One plan: Delete contact tracing info after a month
Legislation that seeks to make people more comfortable with contact tracing by requiring any data that’s collected to be deleted after a month is in position for Assembly approval Thursday.
More than a dozen COVID-related bills are listed for votes at Thursday’s session, including a few endorsed Monday by the Assembly Appropriations Committee.
Some of the bills generated opposition. Pamira Bezmen, who has also protested mask-wearing mandates at the end of Gov. Phil Murphy’s driveway, called contact tracing a high-tech surveillance system that will cost people money when they’re forced into unneeded quarantines.
“A lot of concerns about constitutionality, privacy, data security, lack of transparency, lack of necessity and lack of trust for high-tech contact tracing in New Jersey,” Bezmen said.
Assemblyman Herb Conaway, D-Burlington, said that if anything, the tracing data should be widely shared and kept permanently.
“And that’s having information, not hiding from information and certainly not destroying information that has great scientific value,” he said.
Conaway is sponsoring a bill scheduled for Thursday approval that would direct clinical labs to try to electronically record the race, ethnicity, sexual orientation and gender identify of each patient.
“Let’s understand how diseases move across populations so that we can focus our prevention efforts on those populations that have particular arised needs,” Conaway said.

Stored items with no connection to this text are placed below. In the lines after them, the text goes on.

// src/cdr/mod.rs

//! Training circuit generation for Clifford Data Regression.
//!
//! Two generators share one contract, [`CircuitGenerator`]:
//!
//! - [`RandomCircuitGenerator`] replaces the non-Clifford operations of a
//!   circuit with freshly drawn Clifford operations and keeps every draw.
//! - [`McmcCircuitGenerator`] draws the same way but keeps a candidate only if
//!   its expectation value passes a Metropolis-Hastings test against the
//!   original circuit's value.
//!
//! Which operations count as non-Clifford is decided by a [`GateClassifier`];
//! how they are replaced is decided by the [`NearCliffordMapper`].

pub mod config;
pub mod mcmc;
pub mod near_clifford;
pub mod random;

pub use config::{GeneratorConfig, RandomState, ReplaceMethod, SelectMethod};
pub use mcmc::{ChainStep, ChainTrace, McmcCircuitGenerator, acceptance_probability, likelihood};
pub use near_clifford::NearCliffordMapper;
pub use random::{NonCliffordIndex, RandomCircuitGenerator};

use crate::circuits::Circuit;
use crate::core::CdrError;
use crate::operations::Operation;

/// Decides whether an operation has a stabilizer effect (is Clifford).
pub trait GateClassifier {
    /// `true` for Clifford operations.
    fn has_stabilizer_effect(&self, op: &Operation) -> bool;
}

/// Classifies with [`Operation::has_stabilizer_effect`].
#[derive(Debug, Clone, Copy, Default, PartialEq, Eq)]
pub struct StabilizerClassifier;

impl GateClassifier for StabilizerClassifier {
    fn has_stabilizer_effect(&self, op: &Operation) -> bool {
        op.has_stabilizer_effect()
    }
}

/// Generates near-Clifford circuits from a starting circuit.
pub trait CircuitGenerator {
    /// Returns a Clifford replacement for a single operation. Clifford
    /// operations come back unchanged.
    fn swap_operations(&mut self, op: &Operation) -> Result<Operation, CdrError>;

    /// Returns exactly `num_circuits` circuits derived from `circuit`.
    ///
    /// # Errors
    /// `CdrError::InvalidCircuitCount` when `num_circuits` is zero.
    fn generate_circuits(&mut self, circuit: &Circuit, num_circuits: usize) -> Result<Vec<Circuit>, CdrError>;
}

/// Applies `generator` to every circuit in turn and concatenates the results,
/// `num_circuits` per input circuit. Nothing is returned if any call fails.
pub fn generate_for_each<G>(generator: &mut G, circuits: &[Circuit], num_circuits: usize) -> Result<Vec<Circuit>, CdrError>
where
    G: CircuitGenerator + ?Sized,
{
    if num_circuits == 0 {
        return Err(CdrError::InvalidCircuitCount);
    }
    let mut generated = Vec::with_capacity(circuits.len() * num_circuits);
    for circuit in circuits {
        generated.extend(generator.generate_circuits(circuit, num_circuits)?);
    }
    Ok(generated)
}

Another bill would require clinical laboratories to offer in-person specimen collection for diagnostic and serologic COVID-19 tests. Conaway said too much of the testing burden has fallen on hospitals and doctor’s offices and that there are more than 200 clinical lab locations around the state.
“One of the things we noted with some dismay is that some of the clinical laboratories with outlets across the state were really not in the game in terms of testing,” Conaway said.
Despite changes that spread out the cost over more employers, business groups continue to oppose a bill set for final approval that would say any essential worker who contracts COVID-19 would be presumed for workers’ compensation purposes to have gotten it on the job.
Gary La Spisa, vice president of the Insurance Council of New Jersey, said the bill must be limited to a time frame when it’s most likely a person’s exposure was work-related.
“Now that beaches and outdoor dining and amusement parks have been opened, it is becoming less and less likely that your exposure is due to your work,” La Spisa said.
Eric Richard, legislative affairs director for the New Jersey State AFL-CIO, said the presumption is rebuttable, not automatic, if an employer has evidence that the illness was contracted elsewhere.
“There was an outbreak, we understand that from contact tracing, and that employer has the ability to bring that to a judge of workers’ compensation,” Richard said.